[Extracted records]

▽

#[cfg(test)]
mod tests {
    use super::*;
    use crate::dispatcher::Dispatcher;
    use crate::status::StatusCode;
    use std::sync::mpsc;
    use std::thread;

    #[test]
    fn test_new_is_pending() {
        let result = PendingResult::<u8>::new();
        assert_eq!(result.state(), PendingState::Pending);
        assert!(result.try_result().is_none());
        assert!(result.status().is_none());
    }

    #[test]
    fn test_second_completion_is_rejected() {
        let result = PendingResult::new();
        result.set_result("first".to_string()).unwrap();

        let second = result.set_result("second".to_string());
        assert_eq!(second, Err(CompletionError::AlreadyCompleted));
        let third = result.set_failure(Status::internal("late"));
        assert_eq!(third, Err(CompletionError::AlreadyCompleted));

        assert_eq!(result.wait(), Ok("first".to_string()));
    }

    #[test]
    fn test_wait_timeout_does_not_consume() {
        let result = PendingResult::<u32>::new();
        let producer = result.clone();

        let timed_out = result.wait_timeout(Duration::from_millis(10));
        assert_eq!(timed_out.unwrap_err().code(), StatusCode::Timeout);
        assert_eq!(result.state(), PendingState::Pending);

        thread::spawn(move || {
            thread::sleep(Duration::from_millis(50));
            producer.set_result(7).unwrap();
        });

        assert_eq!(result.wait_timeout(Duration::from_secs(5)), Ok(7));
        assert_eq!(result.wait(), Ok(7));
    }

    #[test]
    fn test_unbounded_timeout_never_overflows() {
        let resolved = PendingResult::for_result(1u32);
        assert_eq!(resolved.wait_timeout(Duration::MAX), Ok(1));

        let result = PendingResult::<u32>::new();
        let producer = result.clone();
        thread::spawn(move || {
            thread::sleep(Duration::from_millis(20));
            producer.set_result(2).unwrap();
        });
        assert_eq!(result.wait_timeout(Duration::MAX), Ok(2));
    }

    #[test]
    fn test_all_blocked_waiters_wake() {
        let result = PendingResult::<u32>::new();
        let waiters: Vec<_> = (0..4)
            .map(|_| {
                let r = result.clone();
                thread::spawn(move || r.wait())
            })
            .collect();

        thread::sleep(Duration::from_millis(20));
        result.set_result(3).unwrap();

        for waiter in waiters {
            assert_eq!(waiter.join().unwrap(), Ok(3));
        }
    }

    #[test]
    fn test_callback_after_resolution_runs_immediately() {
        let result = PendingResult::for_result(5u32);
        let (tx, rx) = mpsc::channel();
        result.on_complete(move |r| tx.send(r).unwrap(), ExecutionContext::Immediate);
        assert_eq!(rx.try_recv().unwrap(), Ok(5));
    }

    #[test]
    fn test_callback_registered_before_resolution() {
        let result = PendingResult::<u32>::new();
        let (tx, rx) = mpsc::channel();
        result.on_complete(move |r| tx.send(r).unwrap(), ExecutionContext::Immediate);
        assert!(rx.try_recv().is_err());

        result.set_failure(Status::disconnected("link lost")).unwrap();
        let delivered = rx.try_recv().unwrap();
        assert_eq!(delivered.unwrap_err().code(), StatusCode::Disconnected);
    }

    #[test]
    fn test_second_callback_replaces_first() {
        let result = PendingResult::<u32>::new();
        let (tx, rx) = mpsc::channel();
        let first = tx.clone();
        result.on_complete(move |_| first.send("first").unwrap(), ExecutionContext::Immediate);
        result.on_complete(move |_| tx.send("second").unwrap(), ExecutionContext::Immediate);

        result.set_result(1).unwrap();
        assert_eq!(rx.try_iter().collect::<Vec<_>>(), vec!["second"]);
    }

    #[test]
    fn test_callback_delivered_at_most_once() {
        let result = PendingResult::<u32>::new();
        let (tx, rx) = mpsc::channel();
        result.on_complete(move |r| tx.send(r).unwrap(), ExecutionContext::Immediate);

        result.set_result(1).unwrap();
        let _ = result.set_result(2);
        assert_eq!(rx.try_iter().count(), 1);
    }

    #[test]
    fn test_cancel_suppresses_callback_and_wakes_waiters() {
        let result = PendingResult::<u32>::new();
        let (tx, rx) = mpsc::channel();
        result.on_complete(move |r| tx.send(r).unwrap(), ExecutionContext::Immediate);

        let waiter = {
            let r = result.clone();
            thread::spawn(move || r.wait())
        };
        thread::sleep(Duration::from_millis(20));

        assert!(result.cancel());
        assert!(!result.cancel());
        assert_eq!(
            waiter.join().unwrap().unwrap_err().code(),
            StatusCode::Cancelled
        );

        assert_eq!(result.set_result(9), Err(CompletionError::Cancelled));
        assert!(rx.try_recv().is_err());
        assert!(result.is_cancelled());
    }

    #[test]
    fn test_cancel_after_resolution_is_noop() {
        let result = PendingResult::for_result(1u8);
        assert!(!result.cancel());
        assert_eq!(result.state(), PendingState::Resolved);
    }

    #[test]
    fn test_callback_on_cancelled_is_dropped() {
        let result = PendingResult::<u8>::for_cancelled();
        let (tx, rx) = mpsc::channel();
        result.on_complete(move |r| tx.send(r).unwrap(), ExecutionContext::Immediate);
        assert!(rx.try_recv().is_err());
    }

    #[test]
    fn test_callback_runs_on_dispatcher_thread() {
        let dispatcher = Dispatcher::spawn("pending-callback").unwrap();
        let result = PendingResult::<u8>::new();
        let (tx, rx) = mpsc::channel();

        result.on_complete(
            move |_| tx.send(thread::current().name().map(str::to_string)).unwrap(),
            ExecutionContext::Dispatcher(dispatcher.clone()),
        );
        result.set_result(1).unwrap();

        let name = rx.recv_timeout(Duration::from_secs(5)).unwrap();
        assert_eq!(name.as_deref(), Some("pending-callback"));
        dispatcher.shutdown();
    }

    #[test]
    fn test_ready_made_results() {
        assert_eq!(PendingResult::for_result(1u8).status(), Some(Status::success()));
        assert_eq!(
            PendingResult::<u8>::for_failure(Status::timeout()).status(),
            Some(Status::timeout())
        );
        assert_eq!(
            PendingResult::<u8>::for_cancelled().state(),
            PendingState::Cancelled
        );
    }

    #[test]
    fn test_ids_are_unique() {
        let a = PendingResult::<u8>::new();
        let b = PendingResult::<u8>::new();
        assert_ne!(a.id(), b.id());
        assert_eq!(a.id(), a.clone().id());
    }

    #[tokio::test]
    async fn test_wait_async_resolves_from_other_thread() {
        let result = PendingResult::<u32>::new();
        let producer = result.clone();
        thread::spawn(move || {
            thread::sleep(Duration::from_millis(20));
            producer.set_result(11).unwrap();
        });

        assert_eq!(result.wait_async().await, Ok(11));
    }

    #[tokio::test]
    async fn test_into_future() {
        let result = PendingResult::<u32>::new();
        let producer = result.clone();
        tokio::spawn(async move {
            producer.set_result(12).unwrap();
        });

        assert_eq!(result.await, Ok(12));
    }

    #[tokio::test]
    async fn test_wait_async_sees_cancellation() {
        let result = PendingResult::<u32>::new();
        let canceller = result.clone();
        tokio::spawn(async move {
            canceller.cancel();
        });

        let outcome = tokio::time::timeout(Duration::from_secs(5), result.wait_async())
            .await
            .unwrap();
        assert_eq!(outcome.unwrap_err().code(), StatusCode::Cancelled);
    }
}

△
▽

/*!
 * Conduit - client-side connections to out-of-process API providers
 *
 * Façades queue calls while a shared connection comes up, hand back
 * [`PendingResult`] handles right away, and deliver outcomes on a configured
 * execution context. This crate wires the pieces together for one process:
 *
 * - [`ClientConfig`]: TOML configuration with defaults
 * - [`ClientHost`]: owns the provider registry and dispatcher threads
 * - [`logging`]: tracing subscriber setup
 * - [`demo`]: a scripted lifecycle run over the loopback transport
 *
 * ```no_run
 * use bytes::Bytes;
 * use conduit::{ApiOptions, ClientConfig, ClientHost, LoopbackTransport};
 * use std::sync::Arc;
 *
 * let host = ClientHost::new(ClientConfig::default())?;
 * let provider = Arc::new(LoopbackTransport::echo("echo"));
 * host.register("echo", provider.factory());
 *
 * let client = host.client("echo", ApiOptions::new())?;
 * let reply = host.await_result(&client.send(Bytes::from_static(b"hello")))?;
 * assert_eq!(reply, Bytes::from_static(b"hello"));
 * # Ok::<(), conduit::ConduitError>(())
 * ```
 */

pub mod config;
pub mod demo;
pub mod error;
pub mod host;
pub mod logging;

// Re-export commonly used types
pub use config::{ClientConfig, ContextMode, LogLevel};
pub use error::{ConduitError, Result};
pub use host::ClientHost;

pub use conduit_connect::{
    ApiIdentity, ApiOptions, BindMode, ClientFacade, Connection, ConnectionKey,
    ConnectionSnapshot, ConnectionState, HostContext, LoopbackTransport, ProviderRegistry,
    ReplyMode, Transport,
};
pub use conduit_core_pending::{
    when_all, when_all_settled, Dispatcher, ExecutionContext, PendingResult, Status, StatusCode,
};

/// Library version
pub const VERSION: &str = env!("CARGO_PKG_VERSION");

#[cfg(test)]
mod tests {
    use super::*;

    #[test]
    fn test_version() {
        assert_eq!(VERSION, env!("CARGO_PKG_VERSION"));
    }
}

△

### Assignment:
Which of the lines in the data hold the string "Some"? Report each of them by copying it.

### Response to this exercise:
        assert_eq!(name.as_deref(), Some("pending-callback"));
        assert_eq!(PendingResult::for_result(1u8).status(), Some(Status::success()));
            Some(Status::timeout())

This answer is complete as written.